§ Your assignment
In the listing below, find each line that holds the string "FRAME" and copy it.

************

//! Atomically commit a small, versioned payload.
//!
//! # Format
//!
//! The payload is written to either a "left" or a "right" blob:
//!
//! ```text
//! +---+---+---+---+---+---+---+---+---+---+---+---+---+---+---+
//! | 0 | 1 |    ...    | 7 | 8 |    ...    |   |   |   |   |   |
//! +---+---+---+---+---+---+---+---+---+---+---+---+---+---+---+
//! |    Version (u64)      |    Payload    |    CRC32 (u32)    |
//! +---+---+---+---+---+---+---+---+---+---+---+---+---+---+---+
//! ```
//!
//! _The CRC32 covers the version and the payload, so partial writes are detected before any data
//! is relied on._
//!
//! # Atomic Updates
//!
//! A commit always overwrites the blob holding the older version and syncs it before the newer
//! blob is ever touched again. After a crash, at least one blob holds a complete version and the
//! newest valid one wins on [Metadata::init].

use crate::Error;
use geoseis_runtime::{Blob, Storage};
use tracing::debug;

const BLOB_NAMES: [&[u8]; 2] = [b"left", b"right"];

/// Bytes of framing around the payload.
const FRAME: usize = 8 + 4;

struct Side<B: Blob> {
    blob: B,
    version: u64,
}

/// Two-blob store for a single payload.
pub struct Metadata<B: Blob> {
    sides: [Side<B>; 2],
    cursor: usize,
    payload: Option<Vec<u8>>,
}

impl<B: Blob> Metadata<B> {
    /// Verify a blob, returning its version and payload if it is intact.
    fn verify(blob: &B, len: u64) -> Result<Option<(u64, Vec<u8>)>, Error> {
        if len == 0 {
            return Ok(None);
        }
        let len: usize = len
            .try_into()
            .map_err(|_| Error::Corrupt(format!("metadata blob of {len} bytes")))?;
        if len < FRAME {
            debug!(len, "metadata blob too short: ignoring");
            return Ok(None);
        }
        let mut buf = vec![0u8; len];
        blob.read_at(&mut buf, 0)?;

        let (body, checksum) = buf.split_at(len - 4);
        let stored = u32::from_be_bytes([checksum[0], checksum[1], checksum[2], checksum[3]]);
        let computed = crc32fast::hash(body);
        if stored != computed {
            debug!(stored, computed, "checksum mismatch: ignoring");
            return Ok(None);
        }
        let mut version = [0u8; 8];
        version.copy_from_slice(&body[..8]);
        Ok(Some((u64::from_be_bytes(version), body[8..].to_vec())))
    }

    /// Open (or create) the metadata blobs in `partition`.
    pub fn init<S: Storage<Blob = B>>(storage: &S, partition: &str) -> Result<Self, Error> {
        let (left, left_len) = storage.open(partition, BLOB_NAMES[0])?;
        let (right, right_len) = storage.open(partition, BLOB_NAMES[1])?;
        let left_result = Self::verify(&left, left_len)?;
        let right_result = Self::verify(&right, right_len)?;

        let mut sides = [
            Side {
                blob: left,
                version: 0,
            },
            Side {
                blob: right,
                version: 0,
            },
        ];
        let (cursor, payload) = match (left_result, right_result) {
            (Some((lv, lp)), Some((rv, rp))) => {
                sides[0].version = lv;
                sides[1].version = rv;
                if rv > lv {
                    (1, Some(rp))
                } else {
                    (0, Some(lp))
                }
            }
            (Some((lv, lp)), None) => {
                sides[0].version = lv;
                (0, Some(lp))
            }
            (None, Some((rv, rp))) => {
                sides[1].version = rv;
                (1, Some(rp))
            }
            (None, None) => (1, None),
        };
        debug!(partition, cursor, found = payload.is_some(), "loaded metadata");
        Ok(Self {
            sides,
            cursor,
            payload,
        })
    }

    /// The latest committed payload, if any.
    pub fn get(&self) -> Option<&[u8]> {
        self.payload.as_deref()
    }

    /// Version of the latest committed payload (zero before the first commit).
    pub fn version(&self) -> u64 {
        self.sides[self.cursor].version
    }

    /// Durably commit `payload`, replacing the previous one.
    pub fn put(&mut self, payload: Vec<u8>) -> Result<(), Error> {
        let version = self.version() + 1;
        let target = 1 - self.cursor;

        let mut buf = Vec::with_capacity(payload.len() + FRAME);
        buf.extend_from_slice(&version.to_be_bytes());
        buf.extend_from_slice(&payload);
        let checksum = crc32fast::hash(&buf);
        buf.extend_from_slice(&checksum.to_be_bytes());

        let side = &mut self.sides[target];
        side.blob.write_at(&buf, 0)?;
        side.blob.resize(buf.len() as u64)?;
        side.blob.sync()?;
        side.version = version;
        self.cursor = target;
        self.payload = Some(payload);
        debug!(version, len = buf.len(), "committed metadata");
        Ok(())
    }
}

************

§ Task output
const FRAME: usize = 8 + 4;
        if len < FRAME {
        let mut buf = Vec::with_capacity(payload.len() + FRAME);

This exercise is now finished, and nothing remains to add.